He et al. (2019) motivate posterior collapse through an investigation of the learning dynamics of deep VAEs. They suggest that posterior collapse is caused by the inference network lagging behind the true posterior during the early stages of training. A related line of research studies issues arising from approximate inference causing a mismatch between the variational distribution and true posterior (Cremer et al., 2018; Kim et al., 2018; Hjelm et al., 2016). By contrast, we show that posterior collapse may exist even when the variational distribution matches the true posterior exactly.
Alemi et al. (2017) used an information theoretic framework to study the representational properties of VAEs. They show that with infinite model capacity there are solutions with equal ELBO and log marginal likelihood which span a range of representations, including posterior collapse. We find that even with weak (linear) decoders, posterior collapse may occur. Moreover, we show that in the linear case this posterior collapse is due entirely to the log marginal likelihood.

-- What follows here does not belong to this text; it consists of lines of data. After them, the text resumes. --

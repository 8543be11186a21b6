//! I/O adapters for feature preparation.
//!
//! Everything here is a thin boundary around the core cleaning and
//! enrichment engines:
//!
//! - **dataset**: CSV and parquet loading into DataFrames
//! - **json**: flattening JSON-object columns into structured sub-columns
//! - **export**: header-less CSV export of aligned feature matrices

pub mod dataset;
pub mod export;
pub mod json;

pub use dataset::{read_csv_file, read_parquet_dir, read_parquet_file};
pub use export::write_feature_csv;
pub use json::flatten_json_column;
//! Key-based join plumbing.

use polars::prelude::*;

use mlprep_model::Result;

/// Synthetic constant key appended to both sides of a deliberate cross
/// join, used to broadcast a table that shares no natural key with the
/// base.
pub const CROSS_JOIN_KEY: &str = "$join_key";

/// Join two frames on equally-named key columns.
pub fn join_on(
    left: &DataFrame,
    right: &DataFrame,
    keys: &[String],
    how: JoinType,
) -> Result<DataFrame> {
    let left_on: Vec<Expr> = keys.iter().map(|key| col(key.as_str())).collect();
    let right_on = left_on.clone();
    let joined = left
        .clone()
        .lazy()
        .join(right.clone().lazy(), left_on, right_on, JoinArgs::new(how))
        .collect()?;
    Ok(joined)
}

/// Append the synthetic cross-join key unless it is already present.
///
/// Append-only: the key is never removed from a registered table once a
/// cross join has required it.
pub fn ensure_cross_join_key(df: &mut DataFrame) -> Result<()> {
    if df.column(CROSS_JOIN_KEY).is_err() {
        let height = df.height();
        df.with_column(Column::new(CROSS_JOIN_KEY.into(), vec![0i32; height]))?;
    }
    Ok(())
}

#[cfg(test)]
mod tests {
    use super::*;

    #[test]
    fn cross_join_key_is_appended_once() {
        let mut df = DataFrame::new(vec![Series::new("a".into(), &[1i64, 2]).into()]).unwrap();
        ensure_cross_join_key(&mut df).unwrap();
        ensure_cross_join_key(&mut df).unwrap();
        assert_eq!(df.width(), 2);
        assert_eq!(df.column(CROSS_JOIN_KEY).unwrap().i32().unwrap().get(1), Some(0));
    }

    #[test]
    fn join_on_inner_matches_keys() {
        let left = DataFrame::new(vec![
            Series::new("k".into(), &[1i64, 2, 3]).into(),
            Series::new("v".into(), &[10i64, 20, 30]).into(),
        ])
        .unwrap();
        let right = DataFrame::new(vec![
            Series::new("k".into(), &[2i64, 3, 4]).into(),
            Series::new("w".into(), &[200i64, 300, 400]).into(),
        ])
        .unwrap();

        let joined = join_on(&left, &right, &["k".to_string()], JoinType::Inner).unwrap();
        assert_eq!(joined.height(), 2);
        assert!(joined.column("v").is_ok());
        assert!(joined.column("w").is_ok());
    }
}
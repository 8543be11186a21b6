//! Ordered transformer registry and table-level cleaning operations.

use std::fs;
use std::path::Path;

use polars::prelude::*;
use rand::rngs::StdRng;
use rand::{Rng, SeedableRng};
use tracing::warn;

use mlprep_model::{CategoricalMethod, Result, TransformerState};

use crate::transformer::{
    CategoricalOptions, CategoricalSpec, FittedTransformer, Mutation, NumericalOptions,
    NumericalSpec, Transformer, TransformerSpec,
};

/// An ordered registry of column transformers.
///
/// Registration order is the output column order: [`TableCleaner::align`]
/// and [`TableCleaner::transform`] both emit columns in exactly the order
/// the transformers were registered, which is the feature-matrix layout
/// contract downstream trainers depend on.
///
/// Fitting is explicit and one-way: [`TableCleaner::fit`] freezes every
/// still-unfitted transformer whose source column is present, and no other
/// operation mutates fit state. `transform` takes `&self` and is safe for
/// concurrent use once the cleaner is frozen.
#[derive(Debug, Clone, Default)]
pub struct TableCleaner {
    transformers: Vec<Transformer>,
}

impl TableCleaner {
    pub fn new() -> Self {
        Self::default()
    }

    /// Registered transformers, in registration order.
    pub fn transformers(&self) -> &[Transformer] {
        &self.transformers
    }

    /// Append a numerical transformer. Does not inspect data.
    pub fn register_numerical(&mut self, name: impl Into<String>, options: NumericalOptions) {
        self.transformers
            .push(Transformer::Spec(TransformerSpec::Numerical(NumericalSpec {
                name: name.into(),
                impute: options.impute,
                clip: options.clip,
                mutate_perc: options.mutate_perc,
                mutate_value: options.mutate_value,
            })));
    }

    /// Append a label-encoding transformer. Does not inspect data.
    pub fn register_label(&mut self, name: impl Into<String>, options: CategoricalOptions) {
        self.register_categorical(name.into(), CategoricalMethod::Label, options);
    }

    /// Append a one-hot transformer. Does not inspect data.
    pub fn register_one_hot(&mut self, name: impl Into<String>, options: CategoricalOptions) {
        self.register_categorical(name.into(), CategoricalMethod::OneHot, options);
    }

    fn register_categorical(
        &mut self,
        name: String,
        method: CategoricalMethod,
        options: CategoricalOptions,
    ) {
        let spec = CategoricalSpec {
            name,
            method,
            mutate_perc: options.mutate_perc,
            mutate_value: options.mutate_value,
        };
        // A caller-provided vocabulary freezes the transformer immediately.
        let transformer = if options.categories.is_empty() {
            Transformer::Spec(TransformerSpec::Categorical(spec))
        } else {
            Transformer::Fitted(FittedTransformer::Categorical(spec.freeze(options.categories)))
        };
        self.transformers.push(transformer);
    }

    /// Bulk registration from plain name lists, with default options.
    pub fn register(&mut self, numericals: &[&str], labels: &[&str], one_hots: &[&str]) {
        for name in numericals {
            self.register_numerical(*name, NumericalOptions::default());
        }
        for name in labels {
            self.register_label(*name, CategoricalOptions::default());
        }
        for name in one_hots {
            self.register_one_hot(*name, CategoricalOptions::default());
        }
    }

    /// Every output feature name, in registration order.
    pub fn all_features(&self) -> Vec<String> {
        self.transformers
            .iter()
            .flat_map(Transformer::features)
            .collect()
    }

    /// Names of transformers that have not been fitted yet.
    pub fn unfitted(&self) -> Vec<&str> {
        self.transformers
            .iter()
            .filter(|t| !t.is_fitted())
            .map(Transformer::name)
            .collect()
    }

    /// Fit every still-unfitted transformer whose source column is present.
    ///
    /// Already-fitted transformers keep their frozen state, so repeated
    /// calls are error-free no-ops for them. This is the only operation
    /// that crosses the spec -> fitted edge.
    pub fn fit(&mut self, df: &DataFrame) -> Result<()> {
        for entry in &mut self.transformers {
            let Transformer::Spec(spec) = entry else {
                continue;
            };
            let Ok(column) = df.column(spec.name()) else {
                continue;
            };
            let fitted = spec.clone().fit(column)?;
            *entry = Transformer::Fitted(fitted);
        }
        Ok(())
    }

    /// Clean every registered column present in `df` into a new table, in
    /// registration order. The label column, when requested, is returned
    /// raw from the input table; labels are never cleaned.
    pub fn transform(
        &self,
        df: &DataFrame,
        label: Option<&str>,
    ) -> Result<(DataFrame, Option<Column>)> {
        self.transform_with_options(df, label, true)
    }

    /// [`TableCleaner::transform`] with control over the missing-column
    /// warning; the enricher cleans partial tables routinely and disables
    /// it.
    pub fn transform_with_options(
        &self,
        df: &DataFrame,
        label: Option<&str>,
        warn_missing: bool,
    ) -> Result<(DataFrame, Option<Column>)> {
        let mut columns = Vec::new();
        for entry in &self.transformers {
            let Ok(column) = df.column(entry.name()) else {
                if warn_missing {
                    warn!(column = entry.name(), "column is missing from table, skipping");
                }
                continue;
            };
            match entry {
                Transformer::Fitted(fitted) => columns.extend(fitted.clean(column)?),
                Transformer::Spec(_) => {
                    warn!(column = entry.name(), "transformer is not fitted, skipping");
                }
            }
        }
        let cleaned = DataFrame::new(columns)?;
        let label_column = match label {
            Some(name) => Some(df.column(name)?.clone()),
            None => None,
        };
        Ok((cleaned, label_column))
    }

    /// Fit, then transform. This is the training path: it is the only call
    /// sequence guaranteed to perform statistic/vocabulary discovery, and
    /// every later `transform` reuses the frozen state.
    pub fn fit_transform(
        &mut self,
        df: &DataFrame,
        label: Option<&str>,
    ) -> Result<(DataFrame, Option<Column>)> {
        self.fit(df)?;
        self.transform(df, label)
    }

    /// Replace values with each transformer's sentinel at its configured
    /// rate, one independent draw per row per column. One-hot columns are
    /// exempt. Without a seed every call draws fresh entropy, so repeated
    /// calls differ: this is training-time noise injection, not a
    /// deterministic transform.
    pub fn mutate(&self, df: &DataFrame, seed: Option<u64>) -> Result<DataFrame> {
        let mut rng = seeded_rng(seed);
        let mut df = df.clone();
        for entry in &self.transformers {
            let Some(mutation) = entry.mutation() else {
                continue;
            };
            let replaced = match mutation {
                Mutation::Numerical { perc, value } => {
                    let casted = df.column(entry.name())?.cast(&DataType::Float64)?;
                    let ca = casted.f64()?;
                    let mut values: Vec<Option<f64>> = Vec::with_capacity(ca.len());
                    for opt in ca.into_iter() {
                        if rng.gen_range(0.0..1.0) <= perc {
                            values.push(Some(value));
                        } else {
                            values.push(opt);
                        }
                    }
                    Column::new(entry.name().into(), values)
                }
                Mutation::Label { perc, value } => {
                    let casted = df.column(entry.name())?.cast(&DataType::UInt32)?;
                    let ca = casted.u32()?;
                    let mut values: Vec<Option<u32>> = Vec::with_capacity(ca.len());
                    for opt in ca.into_iter() {
                        if rng.gen_range(0.0..1.0) <= perc {
                            values.push(Some(value));
                        } else {
                            values.push(opt);
                        }
                    }
                    Column::new(entry.name().into(), values)
                }
            };
            df.with_column(replaced)?;
        }
        Ok(df)
    }

    /// Partition rows with one shared uniform draw per row: a row goes to
    /// the first output when its draw exceeds `perc`. Sibling tables that
    /// must split consistently have to share one mask, see
    /// [`TableCleaner::split_xy`].
    pub fn split(
        &self,
        df: &DataFrame,
        perc: f64,
        seed: Option<u64>,
    ) -> Result<(DataFrame, DataFrame)> {
        let mask = random_mask(df.height(), perc, &mut seeded_rng(seed));
        let inverted = !&mask;
        Ok((df.filter(&mask)?, df.filter(&inverted)?))
    }

    /// Split a feature table and its label column with one shared mask, so
    /// row-to-label alignment survives the split.
    pub fn split_xy(
        &self,
        x: &DataFrame,
        y: &Column,
        perc: f64,
        seed: Option<u64>,
    ) -> Result<(DataFrame, Column, DataFrame, Column)> {
        let mask = random_mask(x.height(), perc, &mut seeded_rng(seed));
        let inverted = !&mask;
        let y = y.as_materialized_series();
        Ok((
            x.filter(&mask)?,
            y.filter(&mask)?.into(),
            x.filter(&inverted)?,
            y.filter(&inverted)?.into(),
        ))
    }

    /// Second-pass null filling with frozen statistics, for tables where a
    /// join has reintroduced nulls: numerical columns take the impute
    /// value, label columns take 0. One-hot columns are exempt and
    /// unfitted transformers are skipped.
    pub fn fill_nans(&self, df: &DataFrame) -> Result<DataFrame> {
        let mut df = df.clone();
        for entry in &self.transformers {
            let Transformer::Fitted(fitted) = entry else {
                continue;
            };
            match fitted {
                FittedTransformer::Numerical(num) => {
                    let casted = df.column(num.name())?.cast(&DataType::Float64)?;
                    let ca = casted.f64()?;
                    let impute = num.value();
                    let values: Vec<f64> =
                        ca.into_iter().map(|opt| opt.unwrap_or(impute)).collect();
                    df.with_column(Column::new(num.name().into(), values))?;
                }
                FittedTransformer::Categorical(cat) => {
                    if cat.method() == CategoricalMethod::OneHot {
                        continue;
                    }
                    let casted = df.column(cat.name())?.cast(&DataType::UInt32)?;
                    let ca = casted.u32()?;
                    let values: Vec<u32> = ca.into_iter().map(|opt| opt.unwrap_or(0)).collect();
                    df.with_column(Column::new(cat.name().into(), values))?;
                }
            }
        }
        Ok(df)
    }

    /// Select columns in exactly [`TableCleaner::all_features`] order,
    /// regardless of the input column order.
    pub fn align(&self, df: &DataFrame) -> Result<DataFrame> {
        Ok(df.select(self.all_features())?)
    }

    /// Serialize one descriptor per transformer, in registration order.
    pub fn to_state(&self) -> Vec<TransformerState> {
        self.transformers.iter().map(Transformer::to_state).collect()
    }

    /// Restore a cleaner from serialized descriptors.
    pub fn from_state(state: Vec<TransformerState>) -> Self {
        Self {
            transformers: state.into_iter().map(Transformer::from_state).collect(),
        }
    }

    /// Write the serialized state as pretty JSON.
    pub fn save(&self, path: &Path) -> Result<()> {
        let json = serde_json::to_string_pretty(&self.to_state())?;
        fs::write(path, json)?;
        Ok(())
    }

    /// Restore a cleaner from a JSON state file.
    pub fn load(path: &Path) -> Result<Self> {
        let contents = fs::read_to_string(path)?;
        let state: Vec<TransformerState> = serde_json::from_str(&contents)?;
        Ok(Self::from_state(state))
    }
}

fn seeded_rng(seed: Option<u64>) -> StdRng {
    match seed {
        Some(seed) => StdRng::seed_from_u64(seed),
        None => StdRng::from_entropy(),
    }
}

fn random_mask(height: usize, perc: f64, rng: &mut StdRng) -> BooleanChunked {
    let mask: Vec<bool> = (0..height).map(|_| rng.gen_range(0.0..1.0) > perc).collect();
    BooleanChunked::from_slice("mask".into(), &mask)
}
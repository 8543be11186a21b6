//! Error types for data-preparation operations.

use thiserror::Error;

/// Errors surfaced by cleaning and enrichment operations.
///
/// None of these are retried anywhere: every operation is a deterministic
/// transformation over in-memory data, so a failure is always a caller or
/// configuration problem.
#[derive(Debug, Error)]
pub enum PrepError {
    /// Invalid static configuration, e.g. an unknown impute strategy.
    #[error("config error: {0}")]
    Config(String),

    /// A declared join key or required column is absent from a table.
    #[error("schema error: {0}")]
    Schema(String),

    /// A non-core join changed the base row count. This signals a
    /// key-uniqueness violation and must never be tolerated silently:
    /// tolerating it would corrupt row-to-label alignment.
    #[error("join with '{table}' changed base row count: {before} -> {after}")]
    JoinIntegrity {
        table: String,
        before: usize,
        after: usize,
    },

    #[error("io error: {0}")]
    Io(#[from] std::io::Error),

    #[error("state error: {0}")]
    Json(#[from] serde_json::Error),

    #[error(transparent)]
    Polars(#[from] polars::error::PolarsError),
}

pub type Result<T> = std::result::Result<T, PrepError>;
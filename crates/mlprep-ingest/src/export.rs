//! Feature-matrix export.

use std::fs::File;
use std::path::Path;

use polars::prelude::*;

use mlprep_model::Result;

/// Write an aligned feature table as header-less CSV.
///
/// No header row is emitted: downstream trainers learn the column order
/// from the serialized cleaner document.
pub fn write_feature_csv(df: &DataFrame, path: &Path) -> Result<()> {
    let mut file = File::create(path)?;
    let mut df = df.clone();
    CsvWriter::new(&mut file).include_header(false).finish(&mut df)?;
    Ok(())
}

#[cfg(test)]
mod tests {
    use super::*;

    #[test]
    fn writes_rows_without_a_header() {
        let dir = tempfile::tempdir().unwrap();
        let path = dir.path().join("train.csv");

        let df = DataFrame::new(vec![
            Series::new("price".into(), &[1.5, 2.0]).into(),
            Series::new("color_red".into(), &[true, false]).into(),
        ])
        .unwrap();
        write_feature_csv(&df, &path).unwrap();

        let contents = std::fs::read_to_string(&path).unwrap();
        assert!(!contents.contains("price"));
        assert_eq!(contents.lines().count(), 2);
    }
}
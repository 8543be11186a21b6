//! Flattening of JSON-encoded columns.

use polars::prelude::*;
use serde_json::Value;

use mlprep_model::{PrepError, Result};

/// Flatten a column of JSON-object strings into one sub-column per key.
///
/// Sub-columns are named `column/key`, in first-seen key order across the
/// rows. Per-key dtypes are inferred from the values: all-boolean becomes
/// `Boolean`, all-numeric becomes `Float64`, anything else becomes `String`
/// (nested objects and arrays are re-serialized compactly). Null or empty
/// cells contribute a null to every sub-column.
///
/// With `drop` set, the original JSON column is removed from the result.
pub fn flatten_json_column(df: &DataFrame, column: &str, drop: bool) -> Result<DataFrame> {
    let casted = df.column(column)?.cast(&DataType::String)?;
    let ca = casted.str()?;

    let mut keys: Vec<String> = Vec::new();
    let mut rows: Vec<Option<serde_json::Map<String, Value>>> = Vec::with_capacity(df.height());
    for opt in ca.into_iter() {
        let parsed = match opt {
            None => None,
            Some(raw) if raw.trim().is_empty() => None,
            Some(raw) => match serde_json::from_str::<Value>(raw)? {
                Value::Object(map) => Some(map),
                other => {
                    return Err(PrepError::Schema(format!(
                        "column '{column}' holds a non-object JSON value: {other}"
                    )));
                }
            },
        };
        if let Some(map) = &parsed {
            for key in map.keys() {
                if !keys.iter().any(|k| k == key) {
                    keys.push(key.clone());
                }
            }
        }
        rows.push(parsed);
    }

    let mut out = df.clone();
    for key in &keys {
        let name = format!("{column}/{key}");
        let values: Vec<Option<&Value>> = rows
            .iter()
            .map(|row| row.as_ref().and_then(|map| map.get(key)).filter(|v| !v.is_null()))
            .collect();
        out.with_column(build_column(name, &values))?;
    }
    if drop {
        out = out.drop(column)?;
    }
    Ok(out)
}

/// Build a typed column from per-row JSON values.
fn build_column(name: String, values: &[Option<&Value>]) -> Column {
    let non_null: Vec<&Value> = values.iter().flatten().copied().collect();

    if !non_null.is_empty() && non_null.iter().all(|v| v.is_boolean()) {
        let data: Vec<Option<bool>> = values.iter().map(|o| o.and_then(Value::as_bool)).collect();
        return Column::new(name.into(), data);
    }
    if !non_null.is_empty() && non_null.iter().all(|v| v.is_number()) {
        let data: Vec<Option<f64>> = values.iter().map(|o| o.and_then(Value::as_f64)).collect();
        return Column::new(name.into(), data);
    }
    let data: Vec<Option<String>> = values
        .iter()
        .map(|o| {
            o.map(|v| match v {
                Value::String(s) => s.clone(),
                other => other.to_string(),
            })
        })
        .collect();
    Column::new(name.into(), data)
}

The most common approach for dealing with posterior collapse is to anneal a weight on the KL term during training from $0$ to $1$ (Bowman et al., 2015; Sønderby et al., 2016; Maaløe et al., 2019; Higgins et al., 2016; Huang et al., 2018). Unfortunately, this means that during the annealing process, one is no longer optimizing a bound on the loglikelihood. Also, it is difficult to design these annealing schedules and we have found that once regular ELBO training resumes the posterior will typically collapse again (Section 6.2).
Kingma et al. (2016) propose a constraint on the KL term, termed "freebits", where the gradient of the KL term per dimension is ignored if the KL is below a given threshold. Unfortunately, this method reportedly has some negative effects on training stability (Razavi et al., 2019; Chen et al., 2016). DeltaVAEs (Razavi et al., 2019) instead choose prior and variational distributions such that the variational distribution can never exactly recover the prior, allocating freebits implicitly. Several other papers have studied alternative formulations of the VAE objective (Rezende and Viola, 2018; Dai and Wipf, 2019; Alemi et al., 2017; Ma et al., 2019; Yeung et al., 2017). Dai and Wipf (2019) analyzed the VAE objective to improve image fidelity under Gaussian observation models and also discuss the importance of the observation noise. Other approaches have explored changing the VAE network architecture to help alleviate posterior collapse; for example adding skip connections (Maaløe et al., 2019; Dieng et al., 2018)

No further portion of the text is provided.